--- Source data Enclosed Below ---

//! Menu-driven flow used when no subcommand is given.

use anyhow::Result;
use chrono::NaiveDate;
use inquire::{
    Confirm, CustomType, InquireError, Password, PasswordDisplayMode, Select, Text,
    validator::Validation,
};
use std::fmt;
use vader_core::{Config, Location, ProviderId, Units, provider::geoip};

use crate::report;

const FALLBACK_COUNTRY: &str = "SE";
const GOODBYE: &str = "Tack för att du använder vår väderapp. Hejdå!";

#[derive(Debug, Clone, Copy, PartialEq, Eq)]
enum ReportKind {
    Current,
    Forecast,
    Historical,
}

impl fmt::Display for ReportKind {
    fn fmt(&self, f: &mut fmt::Formatter<'_>) -> fmt::Result {
        f.write_str(match self {
            ReportKind::Current => "Nuvarande väder",
            ReportKind::Forecast => "5 dagars prognos",
            ReportKind::Historical => "Historisk väderinformation",
        })
    }
}

#[derive(Debug, Clone, Copy, PartialEq, Eq)]
enum SearchKind {
    City,
    Zip,
    Here,
}

impl fmt::Display for SearchKind {
    fn fmt(&self, f: &mut fmt::Formatter<'_>) -> fmt::Result {
        f.write_str(match self {
            SearchKind::City => "Stad",
            SearchKind::Zip => "Postnummer",
            SearchKind::Here => "Nuvarande plats",
        })
    }
}

struct UnitChoice(Units);

impl fmt::Display for UnitChoice {
    fn fmt(&self, f: &mut fmt::Formatter<'_>) -> fmt::Result {
        f.write_str(match self.0 {
            Units::Metric => "Metriskt (Celsius)",
            Units::Imperial => "Imperial (Fahrenheit)",
        })
    }
}

pub async fn run(config: &Config) -> Result<()> {
    let units = choose_units(config.units)?;
    let kind = Select::new(
        "Ange typ av väderprognos:",
        vec![ReportKind::Current, ReportKind::Forecast, ReportKind::Historical],
    )
    .prompt()?;

    loop {
        let attempt = match kind {
            ReportKind::Current => match choose_location().await {
                Ok(location) => report::show_current(config, units, &location).await,
                Err(e) => Err(e),
            },
            ReportKind::Forecast => match choose_location().await {
                Ok(location) => report::show_forecast(config, units, &location).await,
                Err(e) => Err(e),
            },
            ReportKind::Historical => match ask_history() {
                Ok((city, date)) => report::show_history(config, &city, date).await,
                Err(e) => Err(e),
            },
        };

        match attempt {
            Ok(()) => return Ok(()),
            Err(err) if is_cancelled(&err) => {
                log::debug!("prompt cancelled, leaving");
                println!("{GOODBYE}");
                return Ok(());
            }
            Err(err) => {
                log::warn!("report failed: {err:#}");
                eprintln!(
                    "\nNågot gick fel med sökningen. Kontrollera stavningen och internetanslutningen!\n\
                     Felmeddelande: {err:#}\n"
                );
                let again = Confirm::new("Vill du försöka igen?").with_default(true);
                let retry = match again.prompt() {
                    Ok(retry) => retry,
                    Err(InquireError::OperationCanceled | InquireError::OperationInterrupted) => false,
                    Err(e) => return Err(e.into()),
                };
                if !retry {
                    println!("{GOODBYE}");
                    return Ok(());
                }
            }
        }
    }
}

/// Esc or Ctrl-C at any prompt ends the session instead of offering a retry.
fn is_cancelled(err: &anyhow::Error) -> bool {
    matches!(
        err.downcast_ref::<InquireError>(),
        Some(InquireError::OperationCanceled | InquireError::OperationInterrupted)
    )
}

fn choose_units(default: Units) -> Result<Units> {
    let choices = vec![UnitChoice(Units::Metric), UnitChoice(Units::Imperial)];
    let start = choices.iter().position(|c| c.0 == default).unwrap_or(0);

    let choice = Select::new("Välj enhetssystem:", choices).with_starting_cursor(start).prompt()?;
    Ok(choice.0)
}

/// Asks how to search and builds the matching location.
pub async fn choose_location() -> Result<Location> {
    let kind = Select::new(
        "Ange typ av sökning:",
        vec![SearchKind::City, SearchKind::Zip, SearchKind::Here],
    )
    .prompt()?;

    match kind {
        SearchKind::City => {
            let city = Text::new("Ange stad:").with_validator(non_empty).prompt()?;
            Ok(Location::City(city.trim().to_string()))
        }
        SearchKind::Zip => {
            let country = country_or_default().await;
            let zip = Text::new("Ange postnummer:").with_validator(five_digits).prompt()?;
            Location::zip(&zip, &country)
        }
        SearchKind::Here => Ok(geoip::locate_by_ip().await?.coordinates()),
    }
}

/// Country of the caller's IP, or Sweden when the lookup fails.
pub async fn country_or_default() -> String {
    match geoip::locate_by_ip().await {
        Ok(location) => location.country,
        Err(err) => {
            log::warn!("could not locate caller, assuming {FALLBACK_COUNTRY}: {err:#}");
            FALLBACK_COUNTRY.to_string()
        }
    }
}

fn ask_history() -> Result<(String, NaiveDate)> {
    let city = Text::new("Ange stad:").with_validator(non_empty).prompt()?;
    let date = CustomType::<NaiveDate>::new("Ange datum (YYYY-MM-DD), tidigast 2008-07-01:")
        .with_error_message("Formatet måste vara YYYY-MM-DD")
        .prompt()?;
    Ok((city.trim().to_string(), date))
}

pub fn ask_api_key(id: ProviderId) -> Result<String> {
    let key = Password::new(&format!("API-nyckel för {id}:"))
        .with_display_mode(PasswordDisplayMode::Masked)
        .without_confirmation()
        .with_validator(non_empty)
        .prompt()?;
    Ok(key.trim().to_string())
}

fn non_empty(input: &str) -> Result<Validation, inquire::CustomUserError> {
    if input.trim().is_empty() {
        Ok(Validation::Invalid("Får inte vara tomt".into()))
    } else {
        Ok(Validation::Valid)
    }
}

fn five_digits(input: &str) -> Result<Validation, inquire::CustomUserError> {
    let digits: String = input.chars().filter(|c| !c.is_whitespace()).collect();
    if digits.len() == 5 && digits.chars().all(|c| c.is_ascii_digit()) {
        Ok(Validation::Valid)
    } else {
        Ok(Validation::Invalid("Postnumret måste vara fem siffror".into()))
    }
}

#[cfg(test)]
mod tests {
    use super::*;

    fn is_valid(res: Result<Validation, inquire::CustomUserError>) -> bool {
        matches!(res, Ok(Validation::Valid))
    }

    #[test]
    fn five_digit_validator() {
        assert!(is_valid(five_digits("41104")));
        assert!(is_valid(five_digits("411 04")));
        assert!(!is_valid(five_digits("4110")));
        assert!(!is_valid(five_digits("4110x")));
    }

    #[test]
    fn empty_input_is_invalid() {
        assert!(!is_valid(non_empty("   ")));
        assert!(is_valid(non_empty("Lund")));
    }

    #[test]
    fn cancelled_prompts_end_the_session() {
        assert!(is_cancelled(&anyhow::Error::from(InquireError::OperationCanceled)));
        assert!(is_cancelled(&anyhow::Error::from(InquireError::OperationInterrupted)));
        assert!(is_cancelled(
            &anyhow::Error::from(InquireError::OperationCanceled).context("Ange stad:")
        ));
    }

    #[test]
    fn failed_lookups_offer_a_retry() {
        assert!(!is_cancelled(&anyhow::anyhow!("city not found")));
        assert!(!is_cancelled(&anyhow::Error::from(InquireError::NotTTY)));
    }

    #[test]
    fn menu_labels() {
        assert_eq!(ReportKind::Forecast.to_string(), "5 dagars prognos");
        assert_eq!(SearchKind::Here.to_string(), "Nuvarande plats");
        assert_eq!(UnitChoice(Units::Imperial).to_string(), "Imperial (Fahrenheit)");
    }
}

--- End of Enclosed Source data ---

_Your objective_
Go through the data and copy every line that includes "PasswordDisplayMode".

_Problem solution_
    Confirm, CustomType, InquireError, Password, PasswordDisplayMode, Select, Text,
        .with_display_mode(PasswordDisplayMode::Masked)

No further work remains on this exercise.